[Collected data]
=== Section Start ===
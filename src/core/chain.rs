//! The middleware chain: an ordered stack of interceptor layers executed
//! in LIFO order.
//!
//! Layers are pushed innermost-first: the last layer pushed runs first and
//! wraps everything pushed before it. Each invocation receives a [`Next`]
//! continuation for the remaining chain; calling it consumes it, so a layer
//! can hand control inward at most once and re-entrant double-dispatch is
//! unrepresentable. A layer that returns without calling `next` simply
//! short-circuits the layers beneath it.
//!
//! The chain itself is immutable during dispatch; every dispatch builds a
//! fresh continuation, so one chain value can serve concurrent requests.
use std::sync::Arc;

use crate::{
    core::route::MatchedRoute,
    error::DispatchError,
    http::{request::Request, response::Response},
    ports::handler::{Arg, HandlerOutcome},
};

/// The uniform layer signature. `None` means the layer produced no
/// response, which the dispatch loop treats as a distinct condition from a
/// 404.
pub type Layer = dyn Fn(&MatchedRoute, &Request, Vec<Arg>, Next<'_>) -> Result<Option<Response>, DispatchError>
    + Send
    + Sync;

/// An ordered stack of middleware layers.
#[derive(Clone, Default)]
pub struct MiddlewareChain {
    layers: Vec<Arc<Layer>>,
}

impl MiddlewareChain {
    /// An empty chain. Dispatching through it yields no response.
    pub fn new() -> Self {
        Self::default()
    }

    /// A chain seeded with the terminal dispatch layer, which invokes the
    /// matched route's handler. Layers pushed afterwards wrap it.
    pub fn with_dispatch() -> Self {
        let mut chain = Self::new();
        chain.push(dispatch_layer);
        chain
    }

    /// Push a layer onto the stack. The most recently pushed layer executes
    /// first on dispatch.
    pub fn push<F>(&mut self, layer: F)
    where
        F: Fn(&MatchedRoute, &Request, Vec<Arg>, Next<'_>) -> Result<Option<Response>, DispatchError>
            + Send
            + Sync
            + 'static,
    {
        self.layers.push(Arc::new(layer));
    }

    pub fn len(&self) -> usize {
        self.layers.len()
    }

    pub fn is_empty(&self) -> bool {
        self.layers.is_empty()
    }

    /// Run the full chain for one matched route.
    pub fn dispatch(
        &self,
        matched: &MatchedRoute,
        request: &Request,
        args: Vec<Arg>,
    ) -> Result<Option<Response>, DispatchError> {
        Next {
            remaining: &self.layers,
        }
        .run(matched, request, args)
    }
}

impl std::fmt::Debug for MiddlewareChain {
    fn fmt(&self, f: &mut std::fmt::Formatter<'_>) -> std::fmt::Result {
        f.debug_struct("MiddlewareChain")
            .field("layers", &self.layers.len())
            .finish()
    }
}

/// The continuation handed to each layer: the not-yet-executed remainder
/// of the chain. Consumed by [`Next::run`], so it can be called once.
pub struct Next<'a> {
    remaining: &'a [Arc<Layer>],
}

impl Next<'_> {
    /// Invoke the next layer inward, or yield `None` when the chain is
    /// exhausted without a response.
    pub fn run(
        self,
        matched: &MatchedRoute,
        request: &Request,
        args: Vec<Arg>,
    ) -> Result<Option<Response>, DispatchError> {
        match self.remaining.split_last() {
            Some((layer, rest)) => layer(matched, request, args, Next { remaining: rest }),
            None => Ok(None),
        }
    }
}

/// The terminal layer: invokes the matched handler and adapts its outcome.
/// Raw output becomes the body of a default 200 response.
fn dispatch_layer(
    matched: &MatchedRoute,
    request: &Request,
    args: Vec<Arg>,
    _next: Next<'_>,
) -> Result<Option<Response>, DispatchError> {
    let outcome = matched
        .route()
        .handler()
        .call(request, &args)
        .map_err(DispatchError::Handler)?;

    let response = match outcome {
        HandlerOutcome::Response(response) => response,
        HandlerOutcome::Output(text) => {
            let mut response = Response::new();
            response.write(text);
            response
        }
    };

    Ok(Some(response))
}
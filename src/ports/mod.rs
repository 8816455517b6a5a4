//! Trait seams between the routing core and user code.
pub mod handler;

pub use handler::{Arg, Handler, HandlerOutcome, handler_fn};
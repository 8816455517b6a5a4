//! The dispatch loop: route selection, retry across candidates, and chain
//! invocation for one request.
//!
//! Data flow for one inbound request:
//! * URL-decode the request target once
//! * walk the method bucket with a fresh [`MatchCursor`]
//! * for each matching candidate, build the positional argument list and
//!   run the middleware chain
//! * the first response flagged complete wins; an incomplete response
//!   falls through to the next candidate; exhaustion yields a synthetic 404
//!
//! The cursor is created per request and advances monotonically, so a
//! rejected or fallen-through route is never re-tested within the same
//! request.
use crate::{
    config::models::EngineConfig,
    core::{
        chain::MiddlewareChain,
        route::{MatchedRoute, Route},
        table::RouteTable,
    },
    error::{DispatchError, PatternError, ResponseError},
    http::{request::Request, response::Response},
    ports::handler::Arg,
};
use std::sync::Arc;

/// Per-request iteration state over one candidate bucket.
#[derive(Debug, Default)]
pub struct MatchCursor {
    position: usize,
}

impl MatchCursor {
    pub fn new() -> Self {
        Self::default()
    }

    /// Yield the next candidate whose pattern matches the path, advancing
    /// past every rejected route. The position never moves backwards.
    pub fn next_match(
        &mut self,
        candidates: &[Arc<Route>],
        path: &str,
        case_sensitive: bool,
    ) -> Result<Option<MatchedRoute>, PatternError> {
        while self.position < candidates.len() {
            let route = &candidates[self.position];
            self.position += 1;
            if let Some(matched) = route.pattern().match_path(path, case_sensitive)? {
                return Ok(Some(MatchedRoute::new(route.clone(), matched)));
            }
        }
        Ok(None)
    }

    /// Index of the next candidate to test.
    pub fn position(&self) -> usize {
        self.position
    }
}

/// The request-dispatch orchestrator: a route table plus a middleware
/// chain ending in the terminal dispatch layer.
#[derive(Debug)]
pub struct Engine {
    table: RouteTable,
    chain: MiddlewareChain,
    base_url: Option<String>,
}

impl Default for Engine {
    fn default() -> Self {
        Self::new()
    }
}

impl Engine {
    pub fn new() -> Self {
        Self {
            table: RouteTable::new(),
            chain: MiddlewareChain::with_dispatch(),
            base_url: None,
        }
    }

    /// Build an engine from a loaded configuration.
    pub fn from_config(config: &EngineConfig) -> Self {
        let mut engine = Self::new();
        engine.table.set_case_sensitive(config.case_sensitive);
        engine.base_url = config.base_url.clone();
        engine
    }

    pub fn table(&self) -> &RouteTable {
        &self.table
    }

    /// Mutable access for route registration.
    pub fn table_mut(&mut self) -> &mut RouteTable {
        &mut self.table
    }

    pub fn chain(&self) -> &MiddlewareChain {
        &self.chain
    }

    /// Mutable access for pushing middleware layers. Layers pushed here
    /// wrap the terminal dispatch layer and everything pushed before them.
    pub fn chain_mut(&mut self) -> &mut MiddlewareChain {
        &mut self.chain
    }

    /// Route and dispatch one request, producing either a handler response
    /// or the synthetic 404.
    pub fn dispatch(&self, request: &Request) -> Result<Response, DispatchError> {
        let path = decode_target(request.url());
        let candidates = self.table.candidates(request.method());
        let mut cursor = MatchCursor::new();

        loop {
            let Some(matched) =
                cursor.next_match(candidates, &path, self.table.case_sensitive())?
            else {
                tracing::debug!(method = %request.method(), url = %request.url(), "no route matched");
                return Ok(Response::not_found());
            };

            tracing::trace!(
                pattern = matched.route().pattern().as_str(),
                "dispatching matched route"
            );

            let mut args: Vec<Arg> = matched
                .params()
                .iter()
                .map(|(_, value)| match value {
                    Some(value) => Arg::Value(value.clone()),
                    None => Arg::Absent,
                })
                .collect();

            if matched.route().pass_route() {
                args.push(Arg::Route(matched.clone()));
            }

            let Some(response) = self.chain.dispatch(&matched, request, args)? else {
                return Err(DispatchError::NoResponseProduced);
            };

            if response.is_complete() {
                return Ok(response);
            }
            // Incomplete response: fall through to the next candidate.
        }
    }

    /// Build a redirect response, resolving relative targets against the
    /// configured base URL. The conventional code is 303.
    pub fn redirect(&self, url: &str, code: u16) -> Result<Response, ResponseError> {
        let target = match &self.base_url {
            Some(base) if base != "/" && !url.contains("://") => {
                format!("{}/{}", base.trim_end_matches('/'), url.trim_start_matches('/'))
            }
            _ => url.to_string(),
        };

        let mut response = Response::with_status(code)?;
        response.set_header("Location", target);
        Ok(response)
    }
}

/// URL-decode the request target once; undecodable sequences are kept
/// as-is so matching still gets a chance.
fn decode_target(url: &str) -> String {
    match urlencoding::decode(url) {
        Ok(decoded) => decoded.into_owned(),
        Err(_) => url.to_string(),
    }
}
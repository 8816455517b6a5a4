//! The handler capability: invoke with positional arguments, produce a
//! typed response or raw output.
//!
//! Handlers come in two styles. A handler may build and return a full
//! [`Response`] (status, headers, body, `complete` flag), or it may return
//! plain output and let the terminal dispatch layer wrap it into a default
//! 200 response. The [`HandlerOutcome`] variants model exactly those two
//! cases, so both styles share one trait object type.
use crate::{core::route::MatchedRoute, http::request::Request, http::response::Response};

/// Error type handlers may fail with; surfaced to the dispatch caller as a
/// request-level failure.
pub type HandlerError = Box<dyn std::error::Error + Send + Sync>;

/// What a handler produced.
#[derive(Debug)]
pub enum HandlerOutcome {
    /// An explicit, fully formed response.
    Response(Response),
    /// Raw output; the terminal dispatch layer writes it into the body of a
    /// default 200 response.
    Output(String),
}

impl HandlerOutcome {
    /// Shorthand for the raw-output style.
    pub fn output(text: impl Into<String>) -> Self {
        HandlerOutcome::Output(text.into())
    }
}

impl From<Response> for HandlerOutcome {
    fn from(response: Response) -> Self {
        HandlerOutcome::Response(response)
    }
}

/// One positional argument in a handler invocation.
///
/// The dispatch loop builds the list from the matched parameters in
/// pattern-declaration order; middleware layers may append synthetic
/// entries, and `pass_route` appends the matched route itself.
#[derive(Debug, Clone)]
pub enum Arg {
    /// A matched, URL-decoded named parameter.
    Value(String),
    /// A parameter declared in the pattern but absent from this match.
    Absent,
    /// A flag injected by a middleware layer.
    Flag(bool),
    /// The matched route, appended when `pass_route` is truthy.
    Route(MatchedRoute),
}

impl Arg {
    pub fn as_str(&self) -> Option<&str> {
        match self {
            Arg::Value(value) => Some(value),
            _ => None,
        }
    }

    pub fn as_flag(&self) -> Option<bool> {
        match self {
            Arg::Flag(flag) => Some(*flag),
            _ => None,
        }
    }

    pub fn as_route(&self) -> Option<&MatchedRoute> {
        match self {
            Arg::Route(matched) => Some(matched),
            _ => None,
        }
    }
}

/// A route callback.
pub trait Handler: Send + Sync {
    fn call(&self, request: &Request, args: &[Arg]) -> Result<HandlerOutcome, HandlerError>;
}

impl<F> Handler for F
where
    F: Fn(&Request, &[Arg]) -> Result<HandlerOutcome, HandlerError> + Send + Sync,
{
    fn call(&self, request: &Request, args: &[Arg]) -> Result<HandlerOutcome, HandlerError> {
        self(request, args)
    }
}

/// Identity helper that pins a closure to the handler signature, so plain
/// closures can be registered without type annotations.
pub fn handler_fn<F>(f: F) -> F
where
    F: Fn(&Request, &[Arg]) -> Result<HandlerOutcome, HandlerError> + Send + Sync,
{
    f
}
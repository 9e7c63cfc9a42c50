//! Hello command implementation

use std::path::Path;

use clap::Args;
use my_npx_core::{load_config, NpxError};
use tracing::debug;

/// Hello command arguments
#[derive(Args, Debug)]
pub struct HelloCommand {}

impl HelloCommand {
    /// Execute the hello command in `dir`
    pub fn execute(&self, dir: &Path) -> Result<(), NpxError> {
        debug!("Loading configuration from: {}", dir.display());

        let config = load_config(dir)?;
        println!("{}", config.greeting());

        Ok(())
    }
}
//! Core logic for my-npx-command
//!
//! This crate contains the configuration model, the error type, and the
//! file operations backing the `init` and `hello` commands.

pub mod config;
pub mod error;
pub mod ops;

pub use config::{Config, CONFIG_FILE_NAME, DEFAULT_NAME};
pub use error::{NpxError, Result};
pub use ops::{init_config, load_config};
=== Section End ===
§ Exercise prompt
Filter the records above for lines containing the word "access", and copy those lines.

§ Response area
    /// Mutable access for route registration.
    /// Mutable access for pushing middleware layers. Layers pushed here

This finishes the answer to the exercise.